Stored data:
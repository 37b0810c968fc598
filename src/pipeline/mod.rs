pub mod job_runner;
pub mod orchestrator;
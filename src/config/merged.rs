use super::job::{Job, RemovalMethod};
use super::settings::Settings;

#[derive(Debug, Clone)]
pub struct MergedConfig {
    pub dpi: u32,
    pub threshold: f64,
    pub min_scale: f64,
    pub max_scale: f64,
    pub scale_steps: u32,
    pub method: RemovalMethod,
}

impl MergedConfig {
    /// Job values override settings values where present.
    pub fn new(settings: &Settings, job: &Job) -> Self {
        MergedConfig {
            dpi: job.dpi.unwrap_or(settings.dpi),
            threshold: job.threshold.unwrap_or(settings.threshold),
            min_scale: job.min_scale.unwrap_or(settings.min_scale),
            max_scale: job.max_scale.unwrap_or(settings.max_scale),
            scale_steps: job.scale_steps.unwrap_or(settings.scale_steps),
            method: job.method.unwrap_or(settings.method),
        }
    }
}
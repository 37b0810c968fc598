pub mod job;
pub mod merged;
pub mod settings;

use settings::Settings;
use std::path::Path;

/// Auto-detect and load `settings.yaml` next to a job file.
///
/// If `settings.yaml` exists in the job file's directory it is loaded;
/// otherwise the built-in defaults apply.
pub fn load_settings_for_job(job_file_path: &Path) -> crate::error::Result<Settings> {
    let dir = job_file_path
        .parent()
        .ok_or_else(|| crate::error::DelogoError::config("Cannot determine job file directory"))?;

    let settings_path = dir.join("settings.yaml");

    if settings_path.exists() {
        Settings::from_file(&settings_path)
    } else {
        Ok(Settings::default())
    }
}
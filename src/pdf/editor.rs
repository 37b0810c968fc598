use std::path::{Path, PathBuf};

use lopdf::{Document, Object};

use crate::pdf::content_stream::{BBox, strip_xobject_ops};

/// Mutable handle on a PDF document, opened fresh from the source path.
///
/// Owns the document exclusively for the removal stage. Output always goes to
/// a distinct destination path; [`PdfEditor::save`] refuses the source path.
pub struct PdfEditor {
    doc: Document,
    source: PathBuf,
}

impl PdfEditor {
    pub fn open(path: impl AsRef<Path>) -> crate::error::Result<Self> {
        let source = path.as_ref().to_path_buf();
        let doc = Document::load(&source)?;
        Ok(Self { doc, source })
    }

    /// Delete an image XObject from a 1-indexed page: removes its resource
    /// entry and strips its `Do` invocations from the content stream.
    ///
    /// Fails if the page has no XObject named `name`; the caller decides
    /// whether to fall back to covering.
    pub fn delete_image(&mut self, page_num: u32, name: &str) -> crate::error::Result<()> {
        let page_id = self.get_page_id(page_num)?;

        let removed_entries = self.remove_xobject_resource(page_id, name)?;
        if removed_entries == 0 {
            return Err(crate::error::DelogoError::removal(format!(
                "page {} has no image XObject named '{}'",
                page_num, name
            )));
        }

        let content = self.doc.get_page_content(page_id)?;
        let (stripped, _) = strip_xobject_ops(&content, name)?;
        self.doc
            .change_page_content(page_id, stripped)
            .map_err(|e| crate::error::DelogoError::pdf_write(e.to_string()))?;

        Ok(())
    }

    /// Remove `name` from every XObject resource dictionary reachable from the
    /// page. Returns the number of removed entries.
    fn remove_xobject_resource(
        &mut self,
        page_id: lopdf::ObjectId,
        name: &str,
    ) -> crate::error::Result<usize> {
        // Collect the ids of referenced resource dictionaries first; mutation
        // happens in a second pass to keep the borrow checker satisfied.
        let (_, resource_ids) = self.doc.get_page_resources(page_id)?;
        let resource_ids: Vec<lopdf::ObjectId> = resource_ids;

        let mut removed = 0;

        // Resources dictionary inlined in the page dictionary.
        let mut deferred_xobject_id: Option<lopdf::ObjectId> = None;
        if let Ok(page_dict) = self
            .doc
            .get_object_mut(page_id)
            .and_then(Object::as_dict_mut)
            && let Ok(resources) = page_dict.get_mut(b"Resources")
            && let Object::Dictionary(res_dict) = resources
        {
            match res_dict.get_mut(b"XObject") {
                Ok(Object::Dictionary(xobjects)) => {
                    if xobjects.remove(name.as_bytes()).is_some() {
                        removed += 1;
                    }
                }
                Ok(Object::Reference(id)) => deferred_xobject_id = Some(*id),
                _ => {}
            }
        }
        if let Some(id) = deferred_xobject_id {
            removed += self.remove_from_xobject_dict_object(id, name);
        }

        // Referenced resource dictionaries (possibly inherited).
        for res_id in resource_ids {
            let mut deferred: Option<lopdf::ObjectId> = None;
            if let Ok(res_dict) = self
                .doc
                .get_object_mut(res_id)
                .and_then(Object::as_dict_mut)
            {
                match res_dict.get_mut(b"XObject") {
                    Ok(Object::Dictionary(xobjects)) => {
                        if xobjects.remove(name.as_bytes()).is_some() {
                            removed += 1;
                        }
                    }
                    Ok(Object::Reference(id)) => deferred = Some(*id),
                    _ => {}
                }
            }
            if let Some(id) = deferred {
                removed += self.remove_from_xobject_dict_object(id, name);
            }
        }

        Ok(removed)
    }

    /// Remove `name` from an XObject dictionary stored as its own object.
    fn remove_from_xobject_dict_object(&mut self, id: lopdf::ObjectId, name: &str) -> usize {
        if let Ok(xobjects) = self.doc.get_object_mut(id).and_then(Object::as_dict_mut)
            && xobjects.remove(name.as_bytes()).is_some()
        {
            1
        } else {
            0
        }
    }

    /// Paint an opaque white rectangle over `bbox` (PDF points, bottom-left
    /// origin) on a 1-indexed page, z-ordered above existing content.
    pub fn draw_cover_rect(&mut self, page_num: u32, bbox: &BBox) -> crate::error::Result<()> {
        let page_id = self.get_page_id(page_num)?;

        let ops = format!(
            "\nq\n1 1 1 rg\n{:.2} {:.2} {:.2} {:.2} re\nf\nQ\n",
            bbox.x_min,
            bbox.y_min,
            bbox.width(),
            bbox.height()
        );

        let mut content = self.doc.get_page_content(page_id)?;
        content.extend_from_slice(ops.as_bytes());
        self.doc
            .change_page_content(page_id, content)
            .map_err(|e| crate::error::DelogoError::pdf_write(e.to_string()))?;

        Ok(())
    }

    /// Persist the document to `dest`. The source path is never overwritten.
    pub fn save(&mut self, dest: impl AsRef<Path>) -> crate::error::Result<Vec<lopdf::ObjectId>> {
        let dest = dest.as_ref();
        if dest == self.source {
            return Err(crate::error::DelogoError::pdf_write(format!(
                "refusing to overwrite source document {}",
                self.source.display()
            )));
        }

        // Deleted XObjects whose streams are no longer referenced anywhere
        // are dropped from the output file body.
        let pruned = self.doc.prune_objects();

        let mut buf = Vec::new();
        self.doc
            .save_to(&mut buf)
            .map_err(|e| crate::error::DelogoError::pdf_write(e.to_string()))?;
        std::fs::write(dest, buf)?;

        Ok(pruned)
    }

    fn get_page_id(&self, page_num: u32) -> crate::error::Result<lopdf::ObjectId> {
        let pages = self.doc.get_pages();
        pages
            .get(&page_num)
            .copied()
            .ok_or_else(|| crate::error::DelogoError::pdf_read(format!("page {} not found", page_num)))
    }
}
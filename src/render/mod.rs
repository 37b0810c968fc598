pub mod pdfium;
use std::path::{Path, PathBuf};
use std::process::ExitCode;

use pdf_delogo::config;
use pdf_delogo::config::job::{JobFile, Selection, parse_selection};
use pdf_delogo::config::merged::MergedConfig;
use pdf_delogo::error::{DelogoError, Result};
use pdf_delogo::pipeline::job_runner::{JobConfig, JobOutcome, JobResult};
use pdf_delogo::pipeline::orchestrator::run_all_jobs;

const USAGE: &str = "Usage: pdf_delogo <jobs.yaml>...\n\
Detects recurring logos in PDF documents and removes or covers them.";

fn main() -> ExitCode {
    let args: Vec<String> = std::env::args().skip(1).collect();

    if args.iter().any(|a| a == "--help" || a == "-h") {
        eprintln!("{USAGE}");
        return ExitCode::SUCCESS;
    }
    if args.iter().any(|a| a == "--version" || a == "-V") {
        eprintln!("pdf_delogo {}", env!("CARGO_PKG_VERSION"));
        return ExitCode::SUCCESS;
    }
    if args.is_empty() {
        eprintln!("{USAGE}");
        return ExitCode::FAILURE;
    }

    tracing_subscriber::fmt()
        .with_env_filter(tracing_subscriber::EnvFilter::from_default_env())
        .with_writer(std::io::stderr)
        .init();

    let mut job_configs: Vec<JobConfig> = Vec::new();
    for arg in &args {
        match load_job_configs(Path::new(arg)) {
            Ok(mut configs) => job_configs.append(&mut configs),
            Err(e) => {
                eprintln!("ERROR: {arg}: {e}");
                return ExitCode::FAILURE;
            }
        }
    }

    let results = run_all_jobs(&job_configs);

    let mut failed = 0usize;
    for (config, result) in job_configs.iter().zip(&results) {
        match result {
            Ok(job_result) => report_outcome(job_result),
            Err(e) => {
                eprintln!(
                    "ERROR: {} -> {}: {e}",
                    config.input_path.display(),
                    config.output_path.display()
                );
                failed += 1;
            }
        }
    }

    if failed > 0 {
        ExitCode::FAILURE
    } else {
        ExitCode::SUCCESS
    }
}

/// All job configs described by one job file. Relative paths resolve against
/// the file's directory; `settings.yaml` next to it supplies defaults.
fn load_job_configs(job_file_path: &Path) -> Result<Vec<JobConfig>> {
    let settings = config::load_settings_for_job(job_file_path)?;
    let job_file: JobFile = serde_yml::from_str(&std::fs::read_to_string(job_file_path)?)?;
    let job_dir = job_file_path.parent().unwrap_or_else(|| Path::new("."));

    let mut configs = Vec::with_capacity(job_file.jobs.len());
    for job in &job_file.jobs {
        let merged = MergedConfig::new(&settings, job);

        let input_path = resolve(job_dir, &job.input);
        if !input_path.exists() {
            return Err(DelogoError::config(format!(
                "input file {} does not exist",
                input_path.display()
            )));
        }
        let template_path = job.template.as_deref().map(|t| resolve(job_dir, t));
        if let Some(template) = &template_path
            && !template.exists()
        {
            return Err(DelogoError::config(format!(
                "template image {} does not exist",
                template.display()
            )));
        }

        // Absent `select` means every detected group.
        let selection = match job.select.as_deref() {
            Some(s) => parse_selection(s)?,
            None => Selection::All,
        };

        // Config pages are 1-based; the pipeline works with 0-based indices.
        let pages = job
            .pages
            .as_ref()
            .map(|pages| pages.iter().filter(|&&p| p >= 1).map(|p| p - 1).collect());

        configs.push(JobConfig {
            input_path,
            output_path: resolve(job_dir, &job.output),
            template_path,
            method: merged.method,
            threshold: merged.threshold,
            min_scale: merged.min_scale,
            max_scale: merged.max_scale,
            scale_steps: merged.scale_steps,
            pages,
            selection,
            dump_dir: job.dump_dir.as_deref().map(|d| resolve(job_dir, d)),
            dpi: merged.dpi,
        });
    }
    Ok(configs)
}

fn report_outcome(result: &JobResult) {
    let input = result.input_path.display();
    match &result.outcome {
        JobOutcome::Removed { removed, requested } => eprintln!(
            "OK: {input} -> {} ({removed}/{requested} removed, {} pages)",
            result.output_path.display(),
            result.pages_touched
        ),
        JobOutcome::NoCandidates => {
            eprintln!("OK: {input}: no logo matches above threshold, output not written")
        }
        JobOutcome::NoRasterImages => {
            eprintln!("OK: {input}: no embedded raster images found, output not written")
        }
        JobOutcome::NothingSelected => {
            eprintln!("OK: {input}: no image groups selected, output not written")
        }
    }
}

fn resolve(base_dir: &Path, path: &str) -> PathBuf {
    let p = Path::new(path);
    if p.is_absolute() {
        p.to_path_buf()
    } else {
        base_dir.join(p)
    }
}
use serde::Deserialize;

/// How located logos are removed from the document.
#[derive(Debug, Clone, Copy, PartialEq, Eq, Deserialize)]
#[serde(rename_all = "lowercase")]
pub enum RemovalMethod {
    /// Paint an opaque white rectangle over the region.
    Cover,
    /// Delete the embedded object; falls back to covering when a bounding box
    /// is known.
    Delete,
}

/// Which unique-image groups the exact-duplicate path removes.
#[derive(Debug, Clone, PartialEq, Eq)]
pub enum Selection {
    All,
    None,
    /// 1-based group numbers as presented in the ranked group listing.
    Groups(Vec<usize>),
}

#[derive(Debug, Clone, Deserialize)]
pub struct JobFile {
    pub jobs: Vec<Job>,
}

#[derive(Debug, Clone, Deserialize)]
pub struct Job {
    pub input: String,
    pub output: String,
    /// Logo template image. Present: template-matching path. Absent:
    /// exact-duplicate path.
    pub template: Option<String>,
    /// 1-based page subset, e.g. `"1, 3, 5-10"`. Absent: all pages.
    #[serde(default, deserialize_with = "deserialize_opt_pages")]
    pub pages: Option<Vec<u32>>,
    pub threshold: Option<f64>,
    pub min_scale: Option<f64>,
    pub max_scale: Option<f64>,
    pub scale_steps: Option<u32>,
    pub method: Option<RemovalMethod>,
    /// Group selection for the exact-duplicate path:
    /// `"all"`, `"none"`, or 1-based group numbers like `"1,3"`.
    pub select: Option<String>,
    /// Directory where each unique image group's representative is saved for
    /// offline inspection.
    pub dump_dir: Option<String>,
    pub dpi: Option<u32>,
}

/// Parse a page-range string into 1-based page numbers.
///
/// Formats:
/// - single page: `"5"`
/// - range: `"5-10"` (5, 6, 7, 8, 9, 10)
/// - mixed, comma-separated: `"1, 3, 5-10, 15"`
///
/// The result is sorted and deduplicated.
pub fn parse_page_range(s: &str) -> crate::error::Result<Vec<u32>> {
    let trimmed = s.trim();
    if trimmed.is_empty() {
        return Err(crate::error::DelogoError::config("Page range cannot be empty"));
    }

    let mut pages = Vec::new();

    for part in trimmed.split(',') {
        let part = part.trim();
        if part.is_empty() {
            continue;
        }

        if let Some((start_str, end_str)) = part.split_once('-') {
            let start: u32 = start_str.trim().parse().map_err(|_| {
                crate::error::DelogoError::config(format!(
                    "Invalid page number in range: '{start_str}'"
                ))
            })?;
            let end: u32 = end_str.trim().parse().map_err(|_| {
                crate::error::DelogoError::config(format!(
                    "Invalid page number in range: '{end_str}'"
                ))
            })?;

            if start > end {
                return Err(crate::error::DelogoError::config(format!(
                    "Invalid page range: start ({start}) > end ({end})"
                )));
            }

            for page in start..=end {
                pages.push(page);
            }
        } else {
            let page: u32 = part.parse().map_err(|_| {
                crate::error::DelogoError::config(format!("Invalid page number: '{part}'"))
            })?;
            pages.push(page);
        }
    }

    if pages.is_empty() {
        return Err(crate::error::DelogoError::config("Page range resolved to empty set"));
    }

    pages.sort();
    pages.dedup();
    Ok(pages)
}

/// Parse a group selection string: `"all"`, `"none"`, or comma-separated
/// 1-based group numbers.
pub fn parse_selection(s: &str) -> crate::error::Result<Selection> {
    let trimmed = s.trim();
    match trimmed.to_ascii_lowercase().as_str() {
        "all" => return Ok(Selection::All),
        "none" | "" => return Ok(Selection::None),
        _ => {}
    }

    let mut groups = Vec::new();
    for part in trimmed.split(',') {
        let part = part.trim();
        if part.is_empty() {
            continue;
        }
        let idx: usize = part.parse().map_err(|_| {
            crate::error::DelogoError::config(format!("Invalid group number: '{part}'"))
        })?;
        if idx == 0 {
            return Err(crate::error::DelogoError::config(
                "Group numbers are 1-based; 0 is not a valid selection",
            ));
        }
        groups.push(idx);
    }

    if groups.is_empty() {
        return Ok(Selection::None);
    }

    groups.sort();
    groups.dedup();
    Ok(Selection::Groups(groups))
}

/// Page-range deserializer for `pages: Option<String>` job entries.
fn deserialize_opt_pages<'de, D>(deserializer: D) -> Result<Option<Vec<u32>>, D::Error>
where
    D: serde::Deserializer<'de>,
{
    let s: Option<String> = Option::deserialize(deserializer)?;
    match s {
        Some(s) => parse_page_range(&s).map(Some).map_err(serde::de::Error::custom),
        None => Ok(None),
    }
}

| Your assignment |
Copy out each line of the entries above that holds "super".

| Written reply |
use super::job::{Job, RemovalMethod};
use super::settings::Settings;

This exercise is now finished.